Now, let's move on to part B, where you need to write the general term of the geometric sequence that models Texas population in millions n years after 2002.
To write the general term of the geometric sequence, we can use the formula:
an = a1 * r^(n-1)
In this formula:
- an represents the population in n years after 2002.
- a1 represents the initial population in 2002, which is 22.12 million.
- r represents the common ratio, which is the approximate population increase, 1.02.
- n represents the number of years after 2002.

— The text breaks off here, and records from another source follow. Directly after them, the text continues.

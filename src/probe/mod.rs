//! # Health probes.
//!
//! - [`Mode`] - startup / readiness / liveness bit set
//! - [`Sensor`], [`SensorFn`] - named health checks
//! - [`Registry`], [`global`], [`register`] - where sensors are kept
//! - [`run`], [`report`] - run sensors concurrently and render their [`Report`]s
//!
//! ## Example
//! ```rust
//! use tokio_util::sync::CancellationToken;
//! use nodevisor::probe::{self, Mode, SensorFn};
//!
//! # #[tokio::main(flavor = "current_thread")]
//! # async fn main() {
//! probe::register([SensorFn::arc("disk", Mode::LIVENESS, |_ctx: CancellationToken| async {
//!     Ok(())
//! })]);
//!
//! let rendered = probe::report(&CancellationToken::new(), probe::global(), Mode::LIVENESS)
//!     .await
//!     .unwrap();
//! assert!(rendered.healthy);
//! # }
//! ```

mod error;
mod mode;
mod registry;
mod report;
mod sensor;
mod status;

pub use error::ProbeError;
pub use mode::Mode;
pub use registry::{Registry, global, register};
pub use report::{Rendered, Report, report, run};
pub use sensor::{Sensor, SensorFn, SensorRef};
pub use status::Status;
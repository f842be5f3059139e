//! # Example: simple
//!
//! Two blocking children under the root runner, each with a stop hook.
//!
//! ## Flow
//! ```text
//! simple.1        "work"  (blocks caller until done)
//!   ├─► simple.1.1  "work"
//!   └─► simple.1.2  "work"
//! natural completion → stop: simple.1.2 → simple.1.1 → simple.1
//! ```
//!
//! ## Run
//! ```bash
//! cargo run --example simple
//! ```

use nodevisor::{Node, RunnerFn, RunnerRef};
use tokio_util::sync::CancellationToken;

fn worker() -> RunnerRef {
    RunnerFn::arc(|_ctx: CancellationToken, node: Node| async move {
        let name = node.name().to_string();
        node.on().stop(move || {
            println!("done some work in: {name}");
            Ok(())
        });
        println!("do some work in: {}", node.name());
        Ok(())
    })
}

fn main() {
    tracing_subscriber::fmt()
        .with_env_filter(tracing_subscriber::EnvFilter::from_default_env())
        .init();

    nodevisor::run(
        "simple",
        RunnerFn::arc(|ctx: CancellationToken, node: Node| async move {
            let name = node.name().to_string();
            node.on().stop(move || {
                println!("done some work in: {name}");
                Ok(())
            });
            println!("do some work in: {}", node.name());

            node.run(&ctx, [worker()]).await;
            node.run(&ctx, [worker()]).await;
            Ok(())
        }),
    )
}
use std::fmt;
use std::ops::{BitAnd, BitOr, BitOrAssign};
use std::str::FromStr;

use serde::ser::{Error as _, SerializeSeq};
use serde::{Serialize, Serializer};

use crate::probe::ProbeError;

/// Set of probe modes a sensor runs in.
///
/// A bit set: a sensor may be both a startup and a liveness check.
#[derive(Clone, Copy, Debug, Default, PartialEq, Eq, Hash)]
pub struct Mode(u8);

impl Mode {
    /// Checked once, while the process starts.
    pub const STARTUP: Mode = Mode(1);
    /// Checked to decide whether the process accepts work.
    pub const READINESS: Mode = Mode(1 << 1);
    /// Checked to decide whether the process must be restarted.
    pub const LIVENESS: Mode = Mode(1 << 2);
    /// Checked while starting and for as long as the process runs.
    pub const STARTUP_LIVENESS: Mode = Mode(Self::STARTUP.0 | Self::LIVENESS.0);
    /// Every known mode.
    pub const ALL: Mode = Mode(Self::STARTUP.0 | Self::READINESS.0 | Self::LIVENESS.0);

    /// Names in alphabetical order.
    const NAMES: [(Mode, &'static str); 3] = [
        (Self::LIVENESS, "liveness"),
        (Self::READINESS, "readiness"),
        (Self::STARTUP, "startup"),
    ];

    /// True if at least one known mode bit is set.
    pub fn is_valid(self) -> bool {
        self.0 & Self::ALL.0 != 0
    }

    /// True if `self` and `other` share a mode.
    pub fn intersects(self, other: Mode) -> bool {
        self.0 & other.0 != 0
    }

    /// Raw bits.
    pub fn bits(self) -> u8 {
        self.0
    }

    fn names(self) -> impl Iterator<Item = &'static str> {
        Self::NAMES
            .into_iter()
            .filter(move |(mode, _)| self.intersects(*mode))
            .map(|(_, name)| name)
    }
}

impl BitOr for Mode {
    type Output = Mode;

    fn bitor(self, rhs: Mode) -> Mode {
        Mode(self.0 | rhs.0)
    }
}

impl BitOrAssign for Mode {
    fn bitor_assign(&mut self, rhs: Mode) {
        self.0 |= rhs.0;
    }
}

impl BitAnd for Mode {
    type Output = Mode;

    fn bitand(self, rhs: Mode) -> Mode {
        Mode(self.0 & rhs.0)
    }
}

impl FromStr for Mode {
    type Err = ProbeError;

    /// Parses a single mode name, ignoring case.
    fn from_str(s: &str) -> Result<Self, Self::Err> {
        Self::NAMES
            .into_iter()
            .find(|(_, name)| name.eq_ignore_ascii_case(s))
            .map(|(mode, _)| mode)
            .ok_or_else(|| ProbeError::UnknownMode(s.to_string()))
    }
}

impl fmt::Display for Mode {
    /// Comma-separated names in alphabetical order, e.g. `liveness,startup`.
    fn fmt(&self, f: &mut fmt::Formatter<'_>) -> fmt::Result {
        for (i, name) in self.names().enumerate() {
            if i > 0 {
                f.write_str(",")?;
            }
            f.write_str(name)?;
        }
        Ok(())
    }
}

impl Serialize for Mode {
    /// Serializes as a sorted array of names; a mode without known bits is an error.
    fn serialize<S: Serializer>(&self, serializer: S) -> Result<S::Ok, S::Error> {
        if !self.is_valid() {
            return Err(S::Error::custom(ProbeError::InvalidMode(self.0)));
        }
        let mut seq = serializer.serialize_seq(None)?;
        for name in self.names() {
            seq.serialize_element(name)?;
        }
        seq.end()
    }
}

#[cfg(test)]
mod tests {
    use super::*;

    #[test]
    fn parses_single_modes_ignoring_case() {
        assert_eq!("startup".parse::<Mode>().unwrap(), Mode::STARTUP);
        assert_eq!("Readiness".parse::<Mode>().unwrap(), Mode::READINESS);
        assert_eq!("LIVENESS".parse::<Mode>().unwrap(), Mode::LIVENESS);
        assert!(matches!(
            "warmup".parse::<Mode>(),
            Err(ProbeError::UnknownMode(m)) if m == "warmup"
        ));
    }

    #[test]
    fn validity_and_intersection() {
        assert!(Mode::ALL.is_valid());
        assert!(!Mode::default().is_valid());
        assert!(!Mode(1 << 6).is_valid());
        assert!(Mode::STARTUP_LIVENESS.intersects(Mode::LIVENESS));
        assert!(!Mode::STARTUP_LIVENESS.intersects(Mode::READINESS));
        assert_eq!(Mode::STARTUP | Mode::LIVENESS, Mode::STARTUP_LIVENESS);
    }

    #[test]
    fn display_is_sorted() {
        assert_eq!(Mode::ALL.to_string(), "liveness,readiness,startup");
        assert_eq!(Mode::STARTUP_LIVENESS.to_string(), "liveness,startup");
        assert_eq!(Mode::default().to_string(), "");
    }

    #[test]
    fn serializes_as_sorted_array() {
        let json = serde_json::to_string(&Mode::STARTUP_LIVENESS).unwrap();
        assert_eq!(json, r#"["liveness","startup"]"#);

        let err = serde_json::to_string(&Mode::default()).unwrap_err();
        assert!(err.to_string().contains("invalid probe mode"));
    }
}
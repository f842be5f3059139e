//! # Event bus for broadcasting lifecycle events.
//!
//! [`Bus`] is a thin wrapper around [`tokio::sync::broadcast`] that provides
//! non-blocking event publishing from every node in the tree and from the supervisor.
//!
//! ## Architecture
//! ```text
//! Publishers (many):                     Subscriber (one per run):
//!   Node app.1   ──┐
//!   Node app.1.1 ──┼──────► Bus ───────► event listener ────► SubscriberSet
//!   Node app.1.2 ──┤  (broadcast chan)   (in Supervisor)
//!   Supervisor   ──┘
//! ```
//!
//! ## Rules
//! - **Non-blocking publish**: `publish()` never blocks; it calls `broadcast::Sender::send`.
//! - **Bounded capacity**: a single ring buffer stores recent events for all receivers.
//! - **Lag handling**: slow receivers get `RecvError::Lagged(n)` and skip `n` oldest items.
//! - **No persistence**: events are lost if there are no active subscribers at send time.

use tokio::sync::broadcast;

use super::event::Event;

/// Broadcast channel for lifecycle events.
///
/// Cheap to clone (internally holds an `Arc`-backed sender); every node keeps a clone.
#[derive(Clone, Debug)]
pub struct Bus {
    tx: broadcast::Sender<Event>,
}

impl Bus {
    /// Creates a new bus with the given channel capacity (clamped to a minimum of 1).
    pub fn new(capacity: usize) -> Self {
        let capacity = capacity.max(1);
        let (tx, _rx) = broadcast::channel::<Event>(capacity);
        Self { tx }
    }

    /// Publishes an event to all active receivers.
    ///
    /// If there are no receivers, the event is dropped (this function still returns immediately).
    pub fn publish(&self, ev: Event) {
        let _ = self.tx.send(ev);
    }

    /// Creates a new receiver that will observe subsequent events.
    pub fn subscribe(&self) -> broadcast::Receiver<Event> {
        self.tx.subscribe()
    }
}
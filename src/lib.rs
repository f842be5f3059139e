//! # nodevisor
//!
//! **Nodevisor** runs a process as a tree of supervised units of work.
//!
//! Every unit of work is a [`Runner`]. When scheduled it gets its own [`Node`]: a handle
//! it uses to schedule more runners below itself, to promote itself to background, to
//! install stop/done hooks and to raise faults. A [`Supervisor`] owns the root node and
//! tears the whole tree down, in order, on natural completion, on the first fault or on
//! a termination signal.
//!
//! ## Architecture
//! ### Overview
//! ```text
//!                         ┌───────────────────────────────┐
//!                         │  Supervisor                   │
//!                         │  - fault log (first → stop)   │
//!                         │  - termination watch          │
//!                         │  - finalizers                 │
//!                         └──────────────┬────────────────┘
//!                                        ▼
//!                                  ┌───────────┐
//!                                  │ Node app  │ (root)
//!                                  └─────┬─────┘
//!                                        ▼
//!                                  ┌───────────┐
//!                                  │ Node app.1│ (root runner)
//!                                  └─────┬─────┘
//!                        ┌───────────────┼───────────────┐
//!                        ▼               ▼               ▼
//!                 ┌────────────┐  ┌────────────┐  ┌────────────┐
//!                 │ app.1.1    │  │ app.1.2    │  │ app.1.3    │
//!                 │ (blocking) │  │ (parallel) │  │ (ticker)   │
//!                 └────────────┘  └────────────┘  └────────────┘
//!
//!   faults:  child stream ──► parent stream ──► ... ──► root stream ──► fault log
//!   events:  every node ──► Bus ──► SubscriberSet ──► Subscribe::on_event
//! ```
//!
//! ### Lifecycle
//! ```text
//! node.run(ctx, [r1, r2])
//!   ├─► r1 runs on app.1.1; caller waits for it (or until it calls parallel())
//!   └─► r2 runs on app.1.2; same
//!
//! shutdown (natural completion | first fault | SIGINT/SIGTERM/SIGQUIT):
//!   stop(root)
//!     └─► children most recent first, each subtree fully
//!           └─► stop hooks (last registered first) → wait for body → close faults
//! ```
//!
//! ## Features
//! | Area              | Description                                                 | Key types / traits                  |
//! |-------------------|-------------------------------------------------------------|-------------------------------------|
//! | **Tree**          | Schedule runners, background promotion, stop/done hooks.    | [`Node`], [`Hooks`]                 |
//! | **Runners**       | Define units of work as trait impls or closures.            | [`Runner`], [`RunnerFn`]            |
//! | **Supervision**   | Run the tree until completion, fault or signal.             | [`Supervisor`], [`ExitStatus`]      |
//! | **Errors**        | Typed faults for bodies and hooks.                          | [`Fault`], [`Abort`]                |
//! | **Subscriber API**| Observe node lifecycle events.                              | [`Subscribe`], [`Event`]            |
//! | **Tickers**       | Periodic background work with linear/exponential waits.     | [`tick::Ticker`]                    |
//! | **Probes**        | Startup/readiness/liveness sensors with JSON reports.       | [`probe::Sensor`], [`probe::Mode`]  |
//!
//! ## Optional features
//! - `logging`: exports a simple built-in [`LogWriter`] _(demo/reference only)_.
//!
//! ## Example
//! ```rust,no_run
//! use tokio_util::sync::CancellationToken;
//! use nodevisor::{Node, RunnerFn};
//!
//! fn main() {
//!     nodevisor::run("app", RunnerFn::arc(|ctx: CancellationToken, node: Node| async move {
//!         let db = RunnerFn::arc(|_ctx: CancellationToken, node: Node| async move {
//!             node.on().stop(|| {
//!                 println!("db closed");
//!                 Ok(())
//!             });
//!             Ok(())
//!         });
//!         let server = RunnerFn::arc(|_ctx: CancellationToken, node: Node| async move {
//!             node.parallel();
//!             node.stopping().cancelled().await;
//!             Ok(())
//!         });
//!         node.run(&ctx, [db, server]).await;
//!         Ok(())
//!     }));
//! }
//! ```
mod core;
mod error;
mod events;
mod runners;
mod subscribers;

pub mod probe;
pub mod tick;

// ---- Public re-exports ----

pub use crate::core::{
    ExitStatus, HookFn, Hooks, Node, Supervisor, SupervisorBuilder, SupervisorConfig,
    wait_for_shutdown_signal,
};
pub use error::{Abort, AbortValue, BoxError, CleanupFault, Fault, HookKind, RuntimeFault};
pub use events::{Bus, Event, EventKind};
pub use runners::{Runner, RunnerFn, RunnerRef};
pub use subscribers::{Subscribe, SubscriberSet};

// Optional: expose a simple built-in logger subscriber (demo/reference).
// Enable with: `--features logging`
#[cfg(feature = "logging")]
pub use subscribers::LogWriter;

/// Runs `runner` under a root node named `name` with the default configuration,
/// then exits the process: `0` on success, `1` on failure.
pub fn run(name: &str, runner: RunnerRef) -> ! {
    Supervisor::builder(SupervisorConfig::default())
        .build()
        .run_blocking(name, runner)
}
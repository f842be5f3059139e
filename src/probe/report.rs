//! # Running sensors and rendering their reports.
//!
//! ```text
//! report(ctx, registry, mode)
//!   ├─► registry.sensors_for(mode)
//!   ├─► run: every sensor concurrently   (panic or Err → Failed)
//!   └─► JSON: [{"name":..,"mode":[..],"status":"success"|"failed"}, ..]
//!         healthy = no sensor failed
//! ```

use std::panic::AssertUnwindSafe;

use futures::FutureExt;
use futures::future::join_all;
use serde::Serialize;
use tokio_util::sync::CancellationToken;

use crate::error::AbortValue;
use crate::probe::{Mode, ProbeError, Registry, SensorRef, Status};

/// Result of one sensor check.
#[derive(Clone, Debug, PartialEq, Eq, Serialize)]
pub struct Report {
    /// Sensor name.
    pub name: String,
    /// Modes the sensor runs in.
    pub mode: Mode,
    /// Outcome of the check.
    pub status: Status,
}

/// Rendered outcome of a probe.
#[derive(Clone, Debug)]
pub struct Rendered {
    /// False if any sensor failed.
    pub healthy: bool,
    /// JSON array of [`Report`]s.
    pub body: String,
}

/// Runs every sensor concurrently. Reports come back in the order of `sensors`.
pub async fn run(ctx: &CancellationToken, sensors: &[SensorRef]) -> Vec<Report> {
    join_all(sensors.iter().map(|sensor| check(ctx.clone(), sensor))).await
}

async fn check(ctx: CancellationToken, sensor: &SensorRef) -> Report {
    let status = match AssertUnwindSafe(sensor.check(ctx)).catch_unwind().await {
        Ok(Ok(())) => Status::Success,
        Ok(Err(err)) => {
            tracing::warn!(sensor = sensor.name(), error = %err, "sensor failed");
            Status::Failed
        }
        Err(payload) => {
            let panic = AbortValue::from_panic(payload);
            tracing::warn!(sensor = sensor.name(), error = %panic, "sensor panicked");
            Status::Failed
        }
    };
    Report {
        name: sensor.name().to_string(),
        mode: sensor.mode(),
        status,
    }
}

/// Runs the sensors of `registry` matching `mode` and renders their reports as JSON.
pub async fn report(
    ctx: &CancellationToken,
    registry: &Registry,
    mode: Mode,
) -> Result<Rendered, ProbeError> {
    let reports = run(ctx, &registry.sensors_for(mode)).await;
    let healthy = reports.iter().all(|r| r.status.is_success());
    let body = serde_json::to_string(&reports)?;
    Ok(Rendered { healthy, body })
}

#[cfg(test)]
mod tests {
    use super::*;
    use crate::error::BoxError;
    use crate::probe::SensorFn;
    use std::time::Duration;

    fn registry() -> Registry {
        let reg = Registry::new();
        reg.register([
            SensorFn::arc("slow", Mode::READINESS, |_ctx: CancellationToken| async {
                tokio::time::sleep(Duration::from_millis(20)).await;
                Ok(())
            }),
            SensorFn::arc("boot", Mode::STARTUP_LIVENESS, |_ctx: CancellationToken| async {
                Ok(())
            }),
            SensorFn::arc("db", Mode::READINESS, |_ctx: CancellationToken| async {
                Err::<(), BoxError>("connection refused".into())
            }),
        ]);
        reg
    }

    #[tokio::test]
    async fn reports_keep_registration_order() {
        let ctx = CancellationToken::new();
        let reports = run(&ctx, &registry().sensors()).await;

        let summary: Vec<(&str, Status)> =
            reports.iter().map(|r| (r.name.as_str(), r.status)).collect();
        assert_eq!(
            summary,
            vec![
                ("slow", Status::Success),
                ("boot", Status::Success),
                ("db", Status::Failed),
            ]
        );
    }

    #[tokio::test]
    async fn renders_filtered_json() {
        let ctx = CancellationToken::new();
        let reg = registry();

        let live = report(&ctx, &reg, Mode::LIVENESS).await.unwrap();
        assert!(live.healthy);
        assert_eq!(
            live.body,
            r#"[{"name":"boot","mode":["liveness","startup"],"status":"success"}]"#
        );

        let ready = report(&ctx, &reg, Mode::READINESS).await.unwrap();
        assert!(!ready.healthy);
        assert_eq!(
            ready.body,
            concat!(
                r#"[{"name":"slow","mode":["readiness"],"status":"success"},"#,
                r#"{"name":"db","mode":["readiness"],"status":"failed"}]"#
            )
        );
    }

    #[tokio::test]
    async fn panicking_sensor_fails() {
        let ctx = CancellationToken::new();
        let reg = Registry::new();
        reg.register([SensorFn::arc(
            "flaky",
            Mode::LIVENESS,
            |ctx: CancellationToken| async move {
                if !ctx.is_cancelled() {
                    panic!("sensor exploded");
                }
                Ok(())
            },
        )]);

        let rendered = report(&ctx, &reg, Mode::ALL).await.unwrap();
        assert!(!rendered.healthy);
    }

    #[tokio::test]
    async fn empty_selection_is_healthy() {
        let rendered = report(&CancellationToken::new(), &Registry::new(), Mode::ALL)
            .await
            .unwrap();
        assert!(rendered.healthy);
        assert_eq!(rendered.body, "[]");
    }
}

So, the general term of the geometric sequence modeling Texas population in millions n years after 2002 is:
an = 22.12 * (1.02)^(n-1)
Now, let's move on to part C, where you need to use the model from part B to project Texas's population in millions for the year 2010.
To project the population for the year 2010, substitute n = 8 into the general term formula:
a8 = 22.12 * (1.02)^(8-1)
Calculating this value will give you the projected population for the year 2010 in millions.
a8 = 22.12 * (1.02)^7 = 26.39 (rounded to two decimal places) = 26.4
Therefore, using the model from part B, the projected Texas population in millions for the year 2010 is approximately 26.4 million.